Guru Gao pucat pasi. "Tapi Kepala Sekolah..."
"Cukup," potong Meng Chao sambil tersenyum tipis. "Dia orang yang aku izinkan masuk kota. Jika dia tidak layak, berarti pengawasan gerbangku pun salah. Atau kau meragukan penilaianku?"
Wajah Guru Gao langsung pucat, tidak berani membantah lagi.
Sore itu, Lin Mo akhirnya memegang lencana murid akademi.
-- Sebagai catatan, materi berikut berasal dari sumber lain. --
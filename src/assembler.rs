//! File assembly: record ordering, block padding and the output stream.

use crate::amount::Amount;
use crate::batch::{BatchAccumulator, BatchTotals};
use crate::config::OriginatorConfig;
use crate::error::{AchError, Result};
use crate::record::{self, Record};
use crate::transaction::Transaction;
use chrono::{Local, NaiveDate, NaiveDateTime};
use log::{debug, info};
use serde::Serialize;
use std::fs::File;
use std::io::{BufWriter, Write};
use std::path::Path;
use tempfile::NamedTempFile;

/// Records per block.
pub const BLOCKING_FACTOR: u64 = 10;

/// File header, batch header, batch control and file control.
pub const FIXED_RECORD_COUNT: u64 = 4;

/// Terminator written after every record.
pub const LINE_TERMINATOR: &str = "\n";

/// Timestamps stamped into a file.
#[derive(Debug, Clone, Copy, PartialEq, Eq)]
pub struct FileContext {
    /// File creation date and time; also the batch descriptive date.
    pub created: NaiveDateTime,

    /// Date the entries should settle.
    pub effective_date: NaiveDate,
}

impl FileContext {
    /// Context created at `created`, effective the same day.
    pub fn new(created: NaiveDateTime) -> Self {
        FileContext {
            created,
            effective_date: created.date(),
        }
    }

    /// Context for the current local time.
    pub fn now() -> Self {
        Self::new(Local::now().naive_local())
    }

    pub fn with_effective_date(mut self, effective_date: NaiveDate) -> Self {
        self.effective_date = effective_date;
        self
    }

    /// Name under which the generated file is stored.
    pub fn file_name(&self) -> String {
        format!("ach_batch_{}.txt", self.created.format("%Y%m%d_%H%M%S"))
    }
}

/// Record and block counts for a single-batch file.
///
/// Padding and the file control block count both come from this one
/// computation so they cannot disagree.
#[derive(Debug, Clone, Copy, PartialEq, Eq)]
pub struct BlockLayout {
    /// Records other than filler.
    pub non_filler: u64,

    /// Filler records needed to complete the last block.
    pub filler: u64,
}

impl BlockLayout {
    pub fn for_entries(entry_count: u64) -> Self {
        let non_filler = FIXED_RECORD_COUNT + entry_count;
        let filler = (BLOCKING_FACTOR - non_filler % BLOCKING_FACTOR) % BLOCKING_FACTOR;
        BlockLayout { non_filler, filler }
    }

    /// Physical records in the file, filler included.
    pub fn total_records(&self) -> u64 {
        self.non_filler + self.filler
    }

    pub fn block_count(&self) -> u64 {
        (self.total_records() + BLOCKING_FACTOR - 1) / BLOCKING_FACTOR
    }
}

/// Metadata about a generated file, for the caller's bookkeeping.
#[derive(Debug, Clone, PartialEq, Eq, Serialize)]
pub struct FileSummary {
    pub file_name: String,
    pub transaction_count: u64,
    pub entry_hash: u64,
    pub total_debit: Amount,
    pub total_credit: Amount,
    pub total_amount: Amount,
    pub block_count: u64,
    pub filler_count: u64,
}

/// A fully assembled file held in memory.
#[derive(Debug, Clone)]
pub struct AchFile {
    records: Vec<Record>,
    summary: FileSummary,
}

impl AchFile {
    /// All records in file order, filler included.
    pub fn records(&self) -> &[Record] {
        &self.records
    }

    pub fn summary(&self) -> &FileSummary {
        &self.summary
    }

    pub fn file_name(&self) -> &str {
        &self.summary.file_name
    }

    /// Writes every record followed by [`LINE_TERMINATOR`].
    pub fn write_to<W: Write>(&self, mut writer: W) -> Result<()> {
        for record in &self.records {
            writer.write_all(record.as_str().as_bytes())?;
            writer.write_all(LINE_TERMINATOR.as_bytes())?;
        }
        writer.flush()?;
        Ok(())
    }

    /// Writes the file to `path` in one step.
    ///
    /// The records go to a temporary file in the same directory, which is
    /// renamed onto `path` only after every byte has been flushed. On failure
    /// the temporary file is removed and `path` is left untouched.
    pub fn persist_to(&self, path: &Path) -> Result<()> {
        write_atomically(path, |file| self.write_to(BufWriter::new(file)))
    }

    /// The complete byte stream.
    pub fn to_bytes(&self) -> Vec<u8> {
        let line = record::RECORD_LENGTH + LINE_TERMINATOR.len();
        let mut bytes = Vec::with_capacity(self.records.len() * line);
        for record in &self.records {
            bytes.extend_from_slice(record.as_str().as_bytes());
            bytes.extend_from_slice(LINE_TERMINATOR.as_bytes());
        }
        bytes
    }
}

/// Builds single-batch files for one originator.
#[derive(Debug, Clone)]
pub struct FileAssembler {
    config: OriginatorConfig,
}

impl FileAssembler {
    /// Creates an assembler, validating the originator configuration once.
    pub fn new(config: OriginatorConfig) -> Result<Self> {
        config.validate()?;
        Ok(FileAssembler { config })
    }

    pub fn config(&self) -> &OriginatorConfig {
        &self.config
    }

    /// Assembles the complete file.
    ///
    /// Transactions are consumed once, in order. Either every record is
    /// produced or an error is returned and nothing is kept.
    pub fn assemble<'t, I>(&self, transactions: I, context: &FileContext) -> Result<AchFile>
    where
        I: IntoIterator<Item = &'t Transaction>,
    {
        let mut transactions = transactions.into_iter().peekable();
        if transactions.peek().is_none() {
            return Err(AchError::EmptyBatch);
        }

        let mut records = vec![
            record::file_header(&self.config, context.created)?,
            record::batch_header(
                &self.config,
                context.created.date(),
                context.effective_date,
            )?,
        ];

        let mut batch = BatchAccumulator::new(&self.config.default_individual_name);
        for tx in transactions {
            records.push(batch.push(tx)?);
        }
        let totals = batch.finish();
        let layout = BlockLayout::for_entries(totals.entry_count);

        records.push(record::batch_control(&self.config, &totals)?);
        records.push(record::file_control(&totals, layout.block_count())?);
        records.extend((0..layout.filler).map(|_| record::filler()));

        debug!(
            "Batch totals: {} entries, hash {}, debit {}, credit {}, {} filler records",
            totals.entry_count,
            totals.truncated_entry_hash(),
            totals.total_debit,
            totals.total_credit,
            layout.filler
        );

        let summary = summarize(context, &totals, &layout)?;
        info!(
            "Assembled {} with {} transactions in {} blocks",
            summary.file_name, summary.transaction_count, summary.block_count
        );

        Ok(AchFile { records, summary })
    }
}

fn write_atomically<F>(path: &Path, write: F) -> Result<()>
where
    F: FnOnce(&mut File) -> Result<()>,
{
    let dir = match path.parent() {
        Some(parent) if !parent.as_os_str().is_empty() => parent,
        _ => Path::new("."),
    };

    let mut tmp = NamedTempFile::new_in(dir)?;
    write(tmp.as_file_mut())?;
    tmp.as_file().sync_all()?;
    tmp.persist(path).map_err(|e| e.error)?;

    debug!("Persisted {}", path.display());
    Ok(())
}

fn summarize(
    context: &FileContext,
    totals: &BatchTotals,
    layout: &BlockLayout,
) -> Result<FileSummary> {
    let total_amount = totals
        .total_amount()
        .ok_or_else(|| AchError::validation("amount", "file total overflows"))?;

    Ok(FileSummary {
        file_name: context.file_name(),
        transaction_count: totals.entry_count,
        entry_hash: totals.truncated_entry_hash(),
        total_debit: totals.total_debit,
        total_credit: totals.total_credit,
        total_amount,
        block_count: layout.block_count(),
        filler_count: layout.filler,
    })
}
Namun ia tahu, kemenangan ini baru permulaan. Ada orang yang ingin membuangnya, ada yang ingin mengawasinya, dan ada yang diam-diam mendukungnya. Di tempat ini, ia tidak hanya akan berlatih—ia juga harus berhati-hati agar tidak terperosok ke dalam lubang yang digali orang lain.
Saat ia berjalan menuju asrama murid baru, dari kejauhan Zhang Hao menatapnya dengan tatapan penuh dendam. Ia tidak menyangka "sampah desa" itu bisa sampai ke sini bersamanya.
"Kau mungkin masuk," bisik Zhang Hao pelan. "Tapi di sini, aku akan pastikan kau menyesalinya."